‘The long term fight’: How Democrats plan to save voting rights

‘The long term fight’: How Democrats plan to save voting rights

For half a century, Virginia was subject to rules under the Voting Rights Act of 1965 preventing states from imposing discriminatory laws that disenfranchised generations of voters.

In 2013, those guardrails were removed by the US Supreme Court, gutting a critical provision from the landmark civil rights law that requires states with histories of discrimination to get federal approval before imposing new rules.

So Virginia wrote its own.

Signed into law this spring, the Voting Rights Act of Virginia – the first southern state with its own version of the law – imposes on itself the same standards for writing new election rules under previous federal preclearance guidelines.

Within the last two years, the state’s Democrat-controlled General Assembly and Governor Ralph Northam have secured no-excuse mail-in ballots, repealed a restrictive voter ID law, enacted automatic voter registration and made Election Day a state holiday – marking a radical expansion of voting rights that advocates now are fighting to protect, or risk undermining generational progress against a tide of suppressive voting laws across the US.

“It can go away,” said the bill’s author, Virginia Representative Marcia Price.

“I think people sometimes don’t really understand how fragile this process really is,” she told The Independent. “In my eyes, America’s democracy started in 1965 and not a day before that. What are we doing to protect it, feed it and nurture it? I think the next step is continuing to protect the progress that we’ve made and fighting back against the big lie.”

That lie is coursing through state houses, campaign trails and in the halls of Congress, splintering into myths about the failed insurrection it inspired at the Capitol and conspiracy theories fuelling so-called “audits” of state-level election results.

Emboldened by Donald Trump’s baseless “stolen election” narrative under the guise of preserving “election integrity” and “voter confidence” despite record-setting turnout in 2020 elections, Republican leaders in at least 17 states have enacted at least 28 new laws so far this year that restrict access to the ballot.

A parallel effort from GOP lawmakers has seen more than 200 bills in 41 states that give themselves more authority over the electoral process, with the potential to overturn the results. At least 24 of those bills have been signed into law.
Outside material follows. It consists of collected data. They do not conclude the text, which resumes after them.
//! Provider error code mapping.
//!
//! Identity providers report failures as string codes. SDK spellings
//! (`auth/wrong-password`) and REST spellings (`INVALID_PASSWORD`, sometimes
//! followed by ` : <details>`) are both accepted.

use crate::error::GraceError;

/// Converts a provider error code into the closed [`GraceError`] set.
///
/// `subject` names what the request was about (usually the email) and is
/// used for `NotFound` errors.
pub fn map_provider_code(code: &str, subject: &str) -> GraceError {
    let head = code.split(" : ").next().unwrap_or(code).trim();
    let normalized = head
        .strip_prefix("auth/")
        .unwrap_or(head)
        .to_ascii_lowercase()
        .replace('_', "-");

    match normalized.as_str() {
        "user-not-found" | "email-not-found" => GraceError::not_found("user", subject),
        "wrong-password" | "invalid-password" | "invalid-credential"
        | "invalid-login-credentials" => GraceError::InvalidCredential,
        "email-already-in-use" | "email-exists" => GraceError::AccountExists,
        "weak-password" => GraceError::WeakCredential,
        "too-many-requests" | "too-many-attempts-try-later" => GraceError::RateLimited,
        "network-request-failed" => GraceError::NetworkUnavailable,
        "not-found" => GraceError::not_found("record", subject),
        _ => GraceError::unknown(head),
    }
}
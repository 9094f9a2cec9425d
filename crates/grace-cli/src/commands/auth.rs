use anyhow::Result;
use clap::Args;
use grace_core::user::{LoginForm, RegistrationForm, User, validate_recovery_email};
use grace_core::{GraceError, Operation};

use super::user_error;
use crate::app::App;

#[derive(Args, Debug)]
pub struct LoginArgs {
    #[arg(long, env = "GRACE_EMAIL")]
    pub email: String,
    #[arg(long, env = "GRACE_PASSWORD", hide_env_values = true)]
    pub password: String,
}

#[derive(Args, Debug)]
pub struct RegisterArgs {
    #[arg(long)]
    pub first_name: String,
    #[arg(long)]
    pub last_name: String,
    #[arg(long)]
    pub email: String,
    #[arg(long)]
    pub phone: String,
    #[arg(long, env = "GRACE_PASSWORD", hide_env_values = true)]
    pub password: String,
    #[arg(long)]
    pub confirm_password: String,
    #[arg(long, default_value = "")]
    pub address: String,
    #[arg(long, default_value = "")]
    pub city: String,
    #[arg(long, default_value = "")]
    pub postal_code: String,
    /// Accept the terms of use
    #[arg(long)]
    pub accept_terms: bool,
}

/// Validates the form and signs in. Shared by the dossier commands.
pub async fn sign_in(app: &App, args: LoginArgs) -> Result<User> {
    let form = LoginForm {
        email: args.email,
        password: args.password,
    };
    let (email, password) = form
        .validate()
        .map_err(|e| user_error(e.into(), Operation::Login))?;
    app.session
        .login(&email, &password)
        .await
        .map_err(|e| user_error(e, Operation::Login))
}

pub async fn login(app: &App, args: LoginArgs) -> Result<()> {
    let user = sign_in(app, args).await?;
    print_user(&user);
    Ok(())
}

pub async fn register(app: &App, args: RegisterArgs) -> Result<()> {
    let form = RegistrationForm {
        first_name: args.first_name,
        last_name: args.last_name,
        email: args.email,
        phone: args.phone,
        password: args.password,
        confirm_password: args.confirm_password,
        address: args.address,
        city: args.city,
        postal_code: args.postal_code,
        accepted_terms: args.accept_terms,
    };
    let registration = form
        .validate_with(app.config.validation.min_password_length)
        .map_err(|e| user_error(e.into(), Operation::Register))?;

    match app.session.register(&registration).await {
        Ok(user) => {
            println!("Inscription réussie");
            print_user(&user);
            Ok(())
        }
        Err(GraceError::IncompleteRegistration { user_id, cause }) => {
            eprintln!(
                "Compte {} créé, mais le profil n'a pas pu être enregistré: {}",
                user_id,
                cause.localized_message()
            );
            Err(user_error(*cause, Operation::Register))
        }
        Err(e) => Err(user_error(e, Operation::Register)),
    }
}

pub async fn reset_password(app: &App, email: &str) -> Result<()> {
    let email =
        validate_recovery_email(email).map_err(|e| user_error(e.into(), Operation::ResetPassword))?;
    app.session
        .reset_password(&email)
        .await
        .map_err(|e| user_error(e, Operation::ResetPassword))?;
    println!("Un email de réinitialisation a été envoyé à {}", email);
    Ok(())
}

fn print_user(user: &User) {
    println!("{} <{}>", user.full_name(), user.email);
    println!("  id:        {}", user.id);
    if !user.phone.is_empty() {
        println!("  téléphone: {}", user.phone);
    }
    let location = [user.address.as_str(), user.postal_code.as_str(), user.city.as_str()]
        .into_iter()
        .filter(|part| !part.is_empty())
        .collect::<Vec<_>>()
        .join(", ");
    if !location.is_empty() {
        println!("  adresse:   {}", location);
    }
    if !user.has_profile {
        println!("  (profil incomplet)");
    }
}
A coordinated wave of nearly 400 pieces of copycat legislation filed by Republican lawmakers flooded state legislatures within the first few months of 2021 in the aftermath of 2020 elections that saw GOP losses and the former president’s persistent lie that widespread fraud and “irregularities” marred the outcomes.

Despite Republicans’ voter suppression campaign, more than half of the US will have greater access to the ballot in upcoming elections, as several states enshrine into law measures that expand early voting windows, eligibility for mail-in ballots, and better access for voters with disabilities.
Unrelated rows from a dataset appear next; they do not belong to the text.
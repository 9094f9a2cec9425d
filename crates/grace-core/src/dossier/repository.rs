//! Dossier repository trait.

use async_trait::async_trait;
use chrono::{DateTime, Utc};

use super::model::{Dossier, DossierPatch};
use crate::error::Result;

/// An abstract repository for the per-user dossier sub-collection.
///
/// Every operation is scoped by `user_id`; a dossier is never addressed
/// globally. Implementations convert backend failures into
/// [`crate::error::GraceError`] values.
#[async_trait]
pub trait DossierRepository: Send + Sync {
    /// Writes a new dossier.
    ///
    /// Create-only: fails with `AlreadyExists` when a record with the same
    /// id exists under `dossier.user_id`.
    async fn create(&self, dossier: &Dossier) -> Result<()>;

    /// Finds a dossier by id.
    ///
    /// # Returns
    ///
    /// - `Ok(Some(Dossier))`: Dossier found
    /// - `Ok(None)`: No record at that path
    /// - `Err(_)`: Error occurred during retrieval
    async fn find_by_id(&self, user_id: &str, dossier_id: &str) -> Result<Option<Dossier>>;

    /// Lists all dossiers of a user, most recently created first.
    async fn list_by_created_desc(&self, user_id: &str) -> Result<Vec<Dossier>>;

    /// Merges `patch` into an existing record and sets `updated_at`.
    ///
    /// Fails with `NotFound` if the record does not exist.
    async fn update(
        &self,
        user_id: &str,
        dossier_id: &str,
        patch: &DossierPatch,
        updated_at: DateTime<Utc>,
    ) -> Result<()>;

    /// Deletes a dossier. Deleting a missing record succeeds.
    async fn delete(&self, user_id: &str, dossier_id: &str) -> Result<()>;
}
“In order to confront the sweeping attacks on the ballot box we are seeing in states across the country, we must also amplify and celebrate the positive steps forward,” said Nevada Attorney General Aaron Ford, whose state passed automatic voter registration and expanded mail-in voting.
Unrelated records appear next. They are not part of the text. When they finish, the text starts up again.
//! Firestore REST typed values and entity encoding.
//!
//! Firestore wraps every field in a typed value object
//! (`{"stringValue": "..."}`, `{"integerValue": "42"}`, ...). The encoders
//! here are explicit per entity so timestamps are written as
//! `timestampValue` rather than strings.

use std::collections::BTreeMap;

use chrono::{DateTime, SecondsFormat, Utc};
use grace_core::dossier::{Dossier, DossierPatch, DossierStatus, DossierType};
use grace_core::error::{GraceError, Result};
use grace_core::user::{ProfileUpdate, UserProfile};
use serde::{Deserialize, Serialize};

pub type Fields = BTreeMap<String, Value>;

#[derive(Debug, Clone, PartialEq, Serialize, Deserialize)]
#[serde(rename_all = "camelCase")]
pub enum Value {
    NullValue(()),
    BooleanValue(bool),
    /// int64 encoded as a decimal string.
    IntegerValue(String),
    DoubleValue(f64),
    TimestampValue(String),
    StringValue(String),
    MapValue(MapValue),
    ArrayValue(ArrayValue),
}

#[derive(Debug, Clone, Default, PartialEq, Serialize, Deserialize)]
pub struct MapValue {
    #[serde(default)]
    pub fields: Fields,
}

#[derive(Debug, Clone, Default, PartialEq, Serialize, Deserialize)]
pub struct ArrayValue {
    #[serde(default)]
    pub values: Vec<Value>,
}

impl Value {
    pub fn string(value: impl Into<String>) -> Self {
        Value::StringValue(value.into())
    }

    pub fn integer(value: i64) -> Self {
        Value::IntegerValue(value.to_string())
    }

    pub fn timestamp(value: DateTime<Utc>) -> Self {
        Value::TimestampValue(value.to_rfc3339_opts(SecondsFormat::Micros, true))
    }

    pub fn as_str(&self) -> Option<&str> {
        match self {
            Value::StringValue(s) => Some(s),
            _ => None,
        }
    }

    pub fn as_i64(&self) -> Option<i64> {
        match self {
            Value::IntegerValue(s) => s.parse().ok(),
            Value::DoubleValue(d) => Some(*d as i64),
            _ => None,
        }
    }

    pub fn as_timestamp(&self) -> Option<DateTime<Utc>> {
        match self {
            Value::TimestampValue(s) => parse_timestamp(s),
            _ => None,
        }
    }
}

/// A stored document as returned by the REST API.
#[derive(Debug, Clone, Default, PartialEq, Serialize, Deserialize)]
#[serde(rename_all = "camelCase")]
pub struct Document {
    #[serde(default, skip_serializing_if = "String::is_empty")]
    pub name: String,
    #[serde(default)]
    pub fields: Fields,
    #[serde(default, skip_serializing_if = "Option::is_none")]
    pub create_time: Option<String>,
    #[serde(default, skip_serializing_if = "Option::is_none")]
    pub update_time: Option<String>,
}

impl Document {
    pub fn from_fields(fields: Fields) -> Self {
        Self {
            fields,
            ..Default::default()
        }
    }

    /// Last path segment of `name` (the document id).
    pub fn id(&self) -> &str {
        self.name.rsplit('/').next().unwrap_or_default()
    }

    fn string(&self, key: &str) -> String {
        self.fields
            .get(key)
            .and_then(Value::as_str)
            .unwrap_or_default()
            .to_string()
    }

    fn required_string(&self, key: &str) -> Result<String> {
        self.fields
            .get(key)
            .and_then(Value::as_str)
            .map(str::to_string)
            .ok_or_else(|| decode_error(&self.name, key))
    }

    /// Timestamp field, falling back to the document's own metadata time and
    /// finally to now, so records written by older clients still load.
    fn timestamp(&self, key: &str, metadata: Option<&String>) -> DateTime<Utc> {
        self.fields
            .get(key)
            .and_then(Value::as_timestamp)
            .or_else(|| metadata.and_then(|s| parse_timestamp(s)))
            .unwrap_or_else(Utc::now)
    }
}

pub fn parse_timestamp(value: &str) -> Option<DateTime<Utc>> {
    DateTime::parse_from_rfc3339(value)
        .ok()
        .map(|ts| ts.with_timezone(&Utc))
}

fn decode_error(document: &str, field: &str) -> GraceError {
    GraceError::Serialization {
        format: "Firestore".to_string(),
        message: format!("document '{}' is missing field '{}'", document, field),
    }
}

// ============================================================================
// Dossier
// ============================================================================

pub fn encode_dossier(dossier: &Dossier) -> Fields {
    let mut fields = Fields::new();
    fields.insert("id".into(), Value::string(&dossier.id));
    fields.insert("userId".into(), Value::string(&dossier.user_id));
    fields.insert("title".into(), Value::string(&dossier.title));
    fields.insert("type".into(), Value::string(dossier.dossier_type.as_str()));
    fields.insert("status".into(), Value::string(dossier.status.as_str()));
    fields.insert("description".into(), Value::string(&dossier.description));
    fields.insert("createdAt".into(), Value::timestamp(dossier.created_at));
    fields.insert("updatedAt".into(), Value::timestamp(dossier.updated_at));
    fields.insert(
        "documentsCount".into(),
        Value::integer(i64::from(dossier.documents_count)),
    );
    fields
}

/// Decodes a dossier. The id comes from the document path, the owner from
/// the request scope.
pub fn decode_dossier(document: &Document, user_id: &str) -> Result<Dossier> {
    let id = match document.id() {
        "" => document.required_string("id")?,
        id => id.to_string(),
    };
    Ok(Dossier {
        id,
        user_id: user_id.to_string(),
        title: document.string("title"),
        dossier_type: DossierType::parse_lossy(&document.string("type")),
        status: DossierStatus::from(document.string("status")),
        description: document.string("description"),
        created_at: document.timestamp("createdAt", document.create_time.as_ref()),
        updated_at: document.timestamp("updatedAt", document.update_time.as_ref()),
        documents_count: document
            .fields
            .get("documentsCount")
            .and_then(Value::as_i64)
            .and_then(|count| u32::try_from(count).ok())
            .unwrap_or(0),
    })
}

/// Fields and update mask for a partial dossier update.
pub fn encode_dossier_patch(patch: &DossierPatch, updated_at: DateTime<Utc>) -> (Fields, Vec<String>) {
    let mut fields = Fields::new();
    if let Some(title) = &patch.title {
        fields.insert("title".into(), Value::string(title));
    }
    if let Some(dossier_type) = patch.dossier_type {
        fields.insert("type".into(), Value::string(dossier_type.as_str()));
    }
    if let Some(status) = &patch.status {
        fields.insert("status".into(), Value::string(status.as_str()));
    }
    if let Some(description) = &patch.description {
        fields.insert("description".into(), Value::string(description));
    }
    if let Some(count) = patch.documents_count {
        fields.insert("documentsCount".into(), Value::integer(i64::from(count)));
    }
    fields.insert("updatedAt".into(), Value::timestamp(updated_at));
    let mask = fields.keys().cloned().collect();
    (fields, mask)
}

// ============================================================================
// Profile
// ============================================================================

pub fn encode_profile(profile: &UserProfile) -> Fields {
    let mut fields = Fields::new();
    fields.insert("uid".into(), Value::string(&profile.uid));
    fields.insert("email".into(), Value::string(&profile.email));
    fields.insert("firstName".into(), Value::string(&profile.first_name));
    fields.insert("lastName".into(), Value::string(&profile.last_name));
    fields.insert("phone".into(), Value::string(&profile.phone));
    fields.insert("address".into(), Value::string(&profile.address));
    fields.insert("city".into(), Value::string(&profile.city));
    fields.insert("postalCode".into(), Value::string(&profile.postal_code));
    fields.insert("createdAt".into(), Value::timestamp(profile.created_at));
    fields.insert("updatedAt".into(), Value::timestamp(profile.updated_at));
    fields
}

pub fn decode_profile(document: &Document) -> Result<UserProfile> {
    let uid = match document.fields.get("uid").and_then(Value::as_str) {
        Some(uid) => uid.to_string(),
        None if !document.id().is_empty() => document.id().to_string(),
        None => return Err(decode_error(&document.name, "uid")),
    };
    Ok(UserProfile {
        uid,
        email: document.string("email"),
        first_name: document.string("firstName"),
        last_name: document.string("lastName"),
        phone: document.string("phone"),
        address: document.string("address"),
        city: document.string("city"),
        postal_code: document.string("postalCode"),
        created_at: document.timestamp("createdAt", document.create_time.as_ref()),
        updated_at: document.timestamp("updatedAt", document.update_time.as_ref()),
    })
}

pub fn encode_profile_update(update: &ProfileUpdate, updated_at: DateTime<Utc>) -> (Fields, Vec<String>) {
    let mut fields = Fields::new();
    let pairs = [
        ("firstName", &update.first_name),
        ("lastName", &update.last_name),
        ("phone", &update.phone),
        ("address", &update.address),
        ("city", &update.city),
        ("postalCode", &update.postal_code),
    ];
    for (key, value) in pairs {
        if let Some(value) = value {
            fields.insert(key.to_string(), Value::string(value));
        }
    }
    fields.insert("updatedAt".into(), Value::timestamp(updated_at));
    let mask = fields.keys().cloned().collect();
    (fields, mask)
}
At least five laws in six other states expand access to mail-in drop box access or ballot drop-off locations, and at least six states have passed laws to make voting easier for people with disabilities.

This year, Virginia passed nine such laws, the most of any state.

The measures enshrine or build upon election measures that encouraged unprecedented turnout in 2020 despite the coronavirus pandemic that threatened to keep people away from in-person voting.

Virginia created a 45-day window for no-excuse mail-in ballots, among the largest in the US. More than 2.8 million Virginia voters cast their ballots before Election Day that year – nearly five times as many as in 2016.

The state’s new Voting Rights Act – an effort led by Black women in the state legislature and civil rights organisations – requires election officials to receive public feedback and approval from the state’s attorney general before drawing up any new election rules, like moving polling locations, and it allows voters to sue the state for suppressing their vote.

It is “unapologetically about protecting voting communities that have been targeted by suppression since voting began in the colonies,” Ms Price told The Independent.

Advocates see Virginia as a model, but the fight to protect and expand ballot access will not end with the passage of one law. The result of expanded ballot access in some states and restrictive laws in others could risk widening a gulf of inequality and discrimination, through measures depending on how lawmakers reacted to the former president’s election lies and the public health crisis.

Without any federal standards, and winnowing civil rights protections, Americans’ experience at the ballot box – from how long they wait in line to whether their vote counts at all – could vary dramatically.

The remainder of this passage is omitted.